What ... out of scope • CLIR

… staying on this side of the looking glass

I can’t believe that! said Alice.
Can’t you? the Queen said in a pitying tone.
Try again: draw a long breath, and shut your eyes.
Alice laughed. There’s not use trying, she said: one can’t believe impossible things.
I daresay you haven’t had much practice, said the Queen.
When I was your age, I always did it for half-an-hour a day.
Why, sometimes I’ve believed as many as six impossible things before breakfast.

1. httpRange-14

A recent iteration of this longstanding, ongoing discussion was launched by Ian Davis of Talis in a blog post Is 303 really necessary (and in email to the LOD mailing list):

For those new to this debate the current practice in the Linked Data community is to divide the world into two classes: things that are definitely “Information Resources” and things that might be information resources or might be something else entirely, like a planet or a toucan.

[snip]

Why, you might ask, is all this emphasis placed on information resources? The answer is that the overwhelming use of the web is to serve up electronic documents, predominantly html. The Linked Data people want to use the web’s infrastructure to store information about other things (planets and toucans) and use HTTP URIs to denote those things. Because toucans aren’t electronic documents it has been assumed that we need to distinguish the toucan itself from the document containing data about the toucan. One of the central dictums of Linked Data is that URIs can only denote one thing at a time: that means the URI for the toucan needs to be different from the URI for the document about the toucan. We connect the two in two ways:

When someone issues an HTTP GET to the toucan’s URI, the server responds with a 303 status code redirecting the user to the document about the toucan.
When someone issues an HTTP GET to the document’s URI, the server responds with a 200 status code and an RDF document containing triples that refer to the toucan’s URI.

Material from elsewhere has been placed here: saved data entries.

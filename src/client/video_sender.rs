//! Video capture → encode → send pipeline
//!
//! One worker thread paced by the current quality tier's frame interval.
//! Each frame is kept for the local preview, resized and JPEG-compressed to
//! the tier parameters, prefixed with the video header and sent as a single
//! datagram. Frame and sequence ids wrap modulo 2^32.

use crate::client::media::{encode_jpeg, FrameSource, RawFrame};
use crate::protocol::headers::VideoHeader;
use crate::protocol::QualityTier;
use log::{debug, info, warn};
use parking_lot::Mutex;
use rand::Rng;
use std::io;
use std::net::{SocketAddr, UdpSocket};
use std::sync::atomic::{AtomicBool, AtomicU64, Ordering};
use std::sync::Arc;
use std::thread::JoinHandle;
use std::time::{Instant, SystemTime, UNIX_EPOCH};

struct Inner {
    running: AtomicBool,
    enabled: AtomicBool,
    tier: Mutex<QualityTier>,
    source: Mutex<Box<dyn FrameSource>>,
    preview: Mutex<Option<RawFrame>>,
    frames_sent: AtomicU64,
    bytes_sent: AtomicU64,
}

/// Running video sender. Shared by the session and the stats loop; `stop`
/// joins the worker thread.
pub struct VideoSender {
    inner: Arc<Inner>,
    thread: Mutex<Option<JoinHandle<()>>>,
}

impl VideoSender {
    /// Spawn the capture loop. The send socket is transient and unrelated
    /// to the receive ports announced over REGISTER_UDP.
    ///
    /// `drop_probability` in `[0, 1]` silently discards that fraction of
    /// packets at the source, for exercising the adaptation loop.
    pub fn start(
        source: Box<dyn FrameSource>,
        relay_addr: SocketAddr,
        initial_tier: QualityTier,
        drop_probability: f64,
    ) -> io::Result<Self> {
        let socket = UdpSocket::bind(("0.0.0.0", 0))?;
        let inner = Arc::new(Inner {
            running: AtomicBool::new(true),
            enabled: AtomicBool::new(true),
            tier: Mutex::new(initial_tier),
            source: Mutex::new(source),
            preview: Mutex::new(None),
            frames_sent: AtomicU64::new(0),
            bytes_sent: AtomicU64::new(0),
        });
        let drop_probability = drop_probability.clamp(0.0, 1.0);

        let worker = inner.clone();
        let thread = std::thread::Builder::new()
            .name("video-send".into())
            .spawn(move || send_loop(worker, socket, relay_addr, drop_probability))?;
        info!(
            "video sender started at {} toward {}",
            initial_tier, relay_addr
        );
        Ok(Self {
            inner,
            thread: Mutex::new(Some(thread)),
        })
    }

    /// Camera-off senders capture nothing and pace on the tier interval.
    pub fn set_enabled(&self, enabled: bool) {
        self.inner.enabled.store(enabled, Ordering::Relaxed);
    }

    pub fn is_enabled(&self) -> bool {
        self.inner.enabled.load(Ordering::Relaxed)
    }

    pub fn set_quality(&self, tier: QualityTier) {
        let mut current = self.inner.tier.lock();
        if *current != tier {
            info!("video quality {} -> {}", *current, tier);
            *current = tier;
        }
    }

    pub fn quality(&self) -> QualityTier {
        *self.inner.tier.lock()
    }

    /// Swap the capture source at runtime (camera ↔ screen grab).
    pub fn set_source(&self, source: Box<dyn FrameSource>) {
        *self.inner.source.lock() = source;
    }

    /// Latest captured frame, pre-resize, for the local preview.
    pub fn latest_preview(&self) -> Option<RawFrame> {
        self.inner.preview.lock().clone()
    }

    pub fn frames_sent(&self) -> u64 {
        self.inner.frames_sent.load(Ordering::Relaxed)
    }

    pub fn bytes_sent(&self) -> u64 {
        self.inner.bytes_sent.load(Ordering::Relaxed)
    }

    pub fn stop(&self) {
        self.inner.running.store(false, Ordering::Relaxed);
        if let Some(thread) = self.thread.lock().take() {
            let _ = thread.join();
        }
    }
}

impl Drop for VideoSender {
    fn drop(&mut self) {
        self.stop();
    }
}

fn now_micros() -> u64 {
    SystemTime::now()
        .duration_since(UNIX_EPOCH)
        .map(|d| d.as_micros() as u64)
        .unwrap_or(0)
}

fn send_loop(
    inner: Arc<Inner>,
    socket: UdpSocket,
    relay_addr: SocketAddr,
    drop_probability: f64,
) {
    let mut frame_id: u32 = 0;
    let mut sequence_num: u32 = 0;

    while inner.running.load(Ordering::Relaxed) {
        let tick = Instant::now();
        let tier = *inner.tier.lock();

        if inner.enabled.load(Ordering::Relaxed) {
            match capture_and_send(
                &inner,
                &socket,
                relay_addr,
                tier,
                frame_id,
                sequence_num,
                drop_probability,
            ) {
                Ok(()) => {
                    frame_id = frame_id.wrapping_add(1);
                    sequence_num = sequence_num.wrapping_add(1);
                }
                Err(e) => warn!("video frame dropped: {}", e),
            }
        }

        let interval = tier.frame_interval();
        let elapsed = tick.elapsed();
        if elapsed < interval {
            std::thread::sleep(interval - elapsed);
        }
    }
    debug!("video send loop exited");
}

fn capture_and_send(
    inner: &Inner,
    socket: &UdpSocket,
    relay_addr: SocketAddr,
    tier: QualityTier,
    frame_id: u32,
    sequence_num: u32,
    drop_probability: f64,
) -> Result<(), Box<dyn std::error::Error>> {
    let frame = inner.source.lock().next_frame()?;
    *inner.preview.lock() = Some(frame.clone());

    let params = tier.params();
    let payload = encode_jpeg(&frame, params.width, params.height, params.jpeg_quality)?;

    let header = VideoHeader {
        frame_id,
        timestamp_us: now_micros(),
        sequence_num,
        width: params.width,
        height: params.height,
        payload_size: payload.len() as i32,
    };
    let mut packet = Vec::with_capacity(24 + payload.len());
    packet.extend_from_slice(&header.pack());
    packet.extend_from_slice(&payload);

    // The loss hook drops after building the packet, so ids still advance
    // and the receiver observes a sequence gap.
    let simulate_drop = drop_probability > 0.0 && rand::thread_rng().gen::<f64>() < drop_probability;
    if !simulate_drop {
        socket.send_to(&packet, relay_addr)?;
    }

    inner.frames_sent.fetch_add(1, Ordering::Relaxed);
    inner
        .bytes_sent
        .fetch_add(packet.len() as u64, Ordering::Relaxed);
    Ok(())
}

#[cfg(test)]
mod tests {
    use super::*;
    use crate::client::media::TestPatternSource;
    use crate::protocol::headers::{classify, MediaKind, VideoHeader, VIDEO_HEADER_LEN};
    use std::time::Duration;

    #[test]
    fn sends_classifiable_datagrams_at_tier_resolution() {
        let receiver = UdpSocket::bind(("127.0.0.1", 0)).unwrap();
        receiver
            .set_read_timeout(Some(Duration::from_secs(3)))
            .unwrap();
        let relay_addr = receiver.local_addr().unwrap();

        let sender = VideoSender::start(
            Box::new(TestPatternSource::new(64, 48, 1)),
            relay_addr,
            QualityTier::P144,
            0.0,
        )
        .unwrap();

        let mut buf = [0u8; 65536];
        let (len, _) = receiver.recv_from(&mut buf).unwrap();
        sender.stop();

        let data = &buf[..len];
        assert_eq!(classify(data), Some(MediaKind::Video));
        let header = VideoHeader::unpack(data).unwrap();
        assert_eq!((header.width, header.height), (256, 144));
        assert_eq!(len - VIDEO_HEADER_LEN, header.payload_size as usize);
        assert!(sender.frames_sent() >= 1);
    }

    #[test]
    fn full_drop_rate_counts_frames_but_sends_nothing() {
        let receiver = UdpSocket::bind(("127.0.0.1", 0)).unwrap();
        receiver
            .set_read_timeout(Some(Duration::from_millis(600)))
            .unwrap();
        let relay_addr = receiver.local_addr().unwrap();

        let sender = VideoSender::start(
            Box::new(TestPatternSource::new(32, 24, 2)),
            relay_addr,
            QualityTier::P144,
            1.0,
        )
        .unwrap();

        let mut buf = [0u8; 65536];
        let received = receiver.recv_from(&mut buf).is_ok();
        sender.stop();

        assert!(!received);
        assert!(sender.frames_sent() >= 1);
        assert!(sender.bytes_sent() > 0);
    }

    #[test]
    fn disabled_sender_emits_nothing() {
        let receiver = UdpSocket::bind(("127.0.0.1", 0)).unwrap();
        receiver
            .set_read_timeout(Some(Duration::from_millis(500)))
            .unwrap();
        let relay_addr = receiver.local_addr().unwrap();

        let sender = VideoSender::start(
            Box::new(TestPatternSource::new(32, 24, 3)),
            relay_addr,
            QualityTier::P144,
            0.0,
        )
        .unwrap();
        sender.set_enabled(false);
        std::thread::sleep(Duration::from_millis(250));
        let before = sender.frames_sent();

        let mut buf = [0u8; 65536];
        let received = receiver.recv_from(&mut buf).is_ok();
        sender.stop();

        // A frame may have slipped out before the toggle; none after it
        let _ = received;
        assert_eq!(sender.frames_sent(), before);
    }
}
impl Connection {
    async fn read_loop(&self, mut reader: OwnedReadHalf) {
        loop {
            let mut prefix = [0u8; 4];
            if reader.read_exact(&mut prefix).await.is_err() {
                break;
            }
            let len = u32::from_be_bytes(prefix) as usize;
            if len > MAX_FRAME_LEN {
                warn!("{} sent a {} byte frame, tearing down", self.id, len);
                break;
            }
            let mut body = vec![0u8; len];
            if reader.read_exact(&mut body).await.is_err() {
                break;
            }

            // Malformed JSON tears the connection down; a well-formed
            // message of an unknown kind is logged and skipped.
            let value: serde_json::Value = match serde_json::from_slice(&body) {
                Ok(v) => v,
                Err(e) => {
                    warn!("{} sent malformed JSON ({}), tearing down", self.id, e);
                    break;
                }
            };
            match serde_json::from_value::<ControlMessage>(value.clone()) {
                Ok(msg) => self.dispatch(msg),
                Err(_) => {
                    let kind = value
                        .get("type")
                        .and_then(|t| t.as_str())
                        .unwrap_or("<missing>");
                    warn!("{} sent unknown message kind {:?}, skipping", self.id, kind);
                }
            }
        }
    }

    fn dispatch(&self, msg: ControlMessage) {
        if !matches!(msg, ControlMessage::Heartbeat { .. } | ControlMessage::FileChunk { .. }) {
            debug!("{} -> {}", self.id, msg.kind());
        }
        match msg {
            ControlMessage::CreateMeeting { name } => self.on_create_meeting(&name),
            ControlMessage::RequestJoin { meeting_code, name } => {
                self.on_request_join(&meeting_code, &name)
            }
            ControlMessage::AllowJoin { client_name } => self.on_allow_join(&client_name),
            ControlMessage::DenyJoin { client_name } => self.on_deny_join(&client_name),
            ControlMessage::Chat {
                message,
                target_name,
            } => self.on_chat(message, &target_name),
            ControlMessage::CameraStatus { enabled } => self.on_camera_status(enabled),
            ControlMessage::FileStart {
                filename,
                filesize,
                chunk_size,
                target_name,
            } => self.on_file_start(filename, filesize, chunk_size, &target_name),
            ControlMessage::FileChunk {
                chunk_id,
                data,
                target_name,
            } => self.on_file_chunk(chunk_id, data, &target_name),
            ControlMessage::FileEnd {
                checksum,
                target_name,
            } => self.on_file_end(checksum, &target_name),
            ControlMessage::FileAck { chunk_id } => self.on_file_ack(chunk_id),
            ControlMessage::VideoStats {
                loss,
                rtt,
                fps_recv,
                bitrate,
            } => {
                let name = self
                    .registry
                    .info_of(self.id)
                    .map(|i| i.name)
                    .unwrap_or_default();
                info!(
                    "stats from {:?}: loss={:.1}% rtt={:.0}ms fps={:.1} bitrate={:.0}kbps",
                    name, loss, rtt, fps_recv, bitrate
                );
            }
            ControlMessage::Heartbeat { timestamp } => {
                self.send_self(&ControlMessage::HeartbeatAck { timestamp });
            }
            ControlMessage::RegisterUdp {
                video_port,
                audio_port,
            } => self.on_register_udp(video_port, audio_port),
            ControlMessage::Leave => {
                let outcome = self.registry.leave(self.id);
                announce_departure(&outcome);
            }
            // Server-to-client kinds arriving from a client are bogus
            other => {
                debug!("{} sent server-side kind {}, ignoring", self.id, other.kind());
            }
        }
    }

    fn on_create_meeting(&self, name: &str) {
        match self.registry.create_meeting(self.id, name) {
            Ok(code) => {
                info!("meeting {} created by {:?} ({})", code, name, self.peer);
                self.send_self(&ControlMessage::MeetingCreated { meeting_code: code });
            }
            Err(e) => warn!("{} CREATE_MEETING refused: {}", self.id, e),
        }
    }

    fn on_request_join(&self, code: &str, name: &str) {
        match self.registry.request_join(self.id, code, name) {
            Ok(()) => {
                info!("{:?} waiting to join meeting {}", name, code);
                if let Some(host) = self.registry.host_of(code) {
                    send_to(
                        &host,
                        &ControlMessage::NewJoinRequest {
                            client_name: name.to_string(),
                        },
                    );
                }
                self.send_self(&ControlMessage::JoinPending {
                    message: "Join request sent to host".to_string(),
                });
            }
            Err(e) => {
                info!("{} REQUEST_JOIN {} refused: {}", self.id, code, e);
                self.send_self(&ControlMessage::JoinRejected {
                    reason: e.to_string(),
                });
            }
        }
    }

    fn on_allow_join(&self, client_name: &str) {
        let admitted = match self.registry.allow_join(self.id, client_name) {
            Ok(r) => r,
            Err(e) => {
                warn!("{} ALLOW_JOIN {:?} refused: {}", self.id, client_name, e);
                return;
            }
        };
        send_to(&admitted, &ControlMessage::JoinAccepted);

        let Some(info) = self.registry.info_of(admitted.id) else {
            return;
        };
        let Some(code) = info.meeting else { return };
        let participants = self.registry.participants_of(&code);
        let duplicates = participants
            .iter()
            .filter(|p| p.name == admitted.name)
            .count();
        if duplicates > 1 {
            warn!(
                "meeting {} now has {} participants named {:?}; name-keyed targeting is ambiguous",
                code, duplicates, admitted.name
            );
        }
        info!("{:?} joined meeting {}", admitted.name, code);
        broadcast(
            &participants,
            &ControlMessage::ParticipantJoined {
                participant_name: admitted.name.clone(),
                is_host: false,
            },
        );
    }

    fn on_deny_join(&self, client_name: &str) {
        match self.registry.deny_join(self.id, client_name) {
            Ok(denied) => {
                info!("{:?} denied by host", denied.name);
                send_to(
                    &denied,
                    &ControlMessage::JoinRejected {
                        reason: "Host denied your request".to_string(),
                    },
                );
            }
            Err(e) => warn!("{} DENY_JOIN {:?} refused: {}", self.id, client_name, e),
        }
    }

    fn on_chat(&self, message: String, target_name: &str) {
        let Some((sender_name, _code, others)) = self.registry.broadcast_context(self.id) else {
            debug!("{} sent CHAT outside a meeting, ignoring", self.id);
            return;
        };
        if target_name == TARGET_EVERYONE {
            broadcast(
                &others,
                &ControlMessage::ChatBroadcast {
                    sender_name,
                    message,
                    is_private: false,
                },
            );
        } else if let Some(target) = others.iter().find(|r| r.name == target_name) {
            send_to(
                target,
                &ControlMessage::ChatBroadcast {
                    sender_name,
                    message,
                    is_private: true,
                },
            );
        } else {
            debug!(
                "{} private chat to unknown participant {:?}, dropped",
                self.id, target_name
            );
        }
    }

    fn on_camera_status(&self, enabled: bool) {
        if self.registry.set_camera(self.id, enabled).is_none() {
            debug!("{} CAMERA_STATUS outside a meeting, ignoring", self.id);
            return;
        }
        let Some((name, _code, others)) = self.registry.broadcast_context(self.id) else {
            return;
        };
        broadcast(
            &others,
            &ControlMessage::CameraStatusBroadcast {
                participant_name: name,
                enabled,
            },
        );
    }

    fn on_file_start(&self, filename: String, filesize: u64, chunk_size: u32, target: &str) {
        let Some((sender_name, code, others)) = self.registry.broadcast_context(self.id) else {
            debug!("{} FILE_START outside a meeting, ignoring", self.id);
            return;
        };
        info!(
            "{:?} sending {:?} ({} bytes) to {:?} in meeting {}",
            sender_name, filename, filesize, target, code
        );
        self.registry.set_file_sender(self.id, true);
        route(
            &others,
            target,
            &ControlMessage::FileStartNotify {
                sender_name,
                filename,
                filesize,
                chunk_size,
            },
        );
    }

    fn on_file_chunk(&self, chunk_id: u32, data: String, target: &str) {
        let Some((_, _, others)) = self.registry.broadcast_context(self.id) else {
            return;
        };
        route(
            &others,
            target,
            &ControlMessage::FileChunkForward { chunk_id, data },
        );
    }

    fn on_file_end(&self, checksum: String, target: &str) {
        let Some((sender_name, _, others)) = self.registry.broadcast_context(self.id) else {
            return;
        };
        route(
            &others,
            target,
            &ControlMessage::FileEndNotify {
                sender_name,
                checksum,
            },
        );
        self.registry.set_file_sender(self.id, false);
    }

    fn on_file_ack(&self, chunk_id: u32) {
        match self.registry.file_sender_for(self.id) {
            Some(sender) => send_to(&sender, &ControlMessage::FileAck { chunk_id }),
            None => debug!("{} FILE_ACK {} with no active transfer", self.id, chunk_id),
        }
    }

    fn on_register_udp(&self, video_port: u16, audio_port: u16) {
        match self.registry.register_udp(self.id, video_port, audio_port) {
            Ok(()) => info!(
                "{} registered UDP endpoints {}:{}/{}",
                self.id,
                self.peer.ip(),
                video_port,
                audio_port
            ),
            Err(e) => warn!("{} REGISTER_UDP refused: {}", self.id, e),
        }
    }

    fn send_self(&self, msg: &ControlMessage) {
        if let Ok(frame) = framing::encode_frame(msg) {
            let _ = self.outbox.send(Bytes::from(frame));
        }
    }
}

That is the current state of affairs for situations where people want to use HTTP URIs to denote real-world things. (There is another approach that uses URIs with a fragment, e.g., http://example.com/doc#foo which avoids this 303 redirect, but it has its own problems as I point out here and here ).

For contrasting views on the topic, follow the LOD email thread beginning here and have a look at these few posts:

And for thoughts by Jeni Tennison, see her What do URIs mean anyway?

The summary of my thinking is:

We should learn to cope with ambiguity in URIs.
We should not constrain how applications manage that ambiguity, though duck typing seems the most promising approach to me.
We should define some specific properties that can be used to disambiguate URIs, describe their defaults with 303s and hash URIs and provide an easy upgrade path as publishers choose to add more specificity.

The key will be how we find practical ways to cope with the real, imperfect, fuzzy web of data while providing an evolutionary path to greater clarity and specificity that publishers can take when they see the benefit of doing so.

2. LinkedData = RDF + SPARQL + …

Andy Powell at eFoundations summarizes and evaluates a few aspects of this ongoing discussionhere, and includes what might well serve the workshop as a rough and ready definition for (lower case) linked data. Powell is quoting from Dan Brickley’scomment in response to Michael Hausenblas’What else? post::

I have no problem whatsoever with non-RDF forms of data in “the data Web.” This is natural, normal, and healthy. Statistical information, geographic information, data-annotated SVG images, audio samples, JSON feeds, Atom, whatever.

We don’t need all this to be in RDF. Often it’ll be nice to have extracts and summaries in RDF, and we can get that via GRDDL or other methods. And we’ll also have metadata about that data, again in RDF, using SKOS for indicating subject areas, FOAF++ for provenance, etc.

The non-RDF bits of the data Web are-roughly-going to be the leaves on the tree. The bit that links it all together will be, as you say, the typed links, loose structuring and so on that come with RDF. This is also roughly analogous to the HTML Web: you find JPEGs, WAVs, flash files, and so on linked in from the HTML Web, but the thing that hangs it all together isn’t flash or audio files, it’s the linky extensible format: HTML. For data, we’ll see more RDF than HTML (or RDFa bridging the two). But we needn’t panic if people put non-RDF data up online…. it’s still better than nothing. And as the LOD scene has shown, it can often easily be processed and republished by others. People worry too much! 🙂

3. RDA (Resource Description and Access) … new cataloging rules

Here are links for the project’s website, a summary about it in Wikipedia and from UKOLN (2010), plus commentary by Jonathan Rochkind and Dianne Hillman and Kelley McGrath.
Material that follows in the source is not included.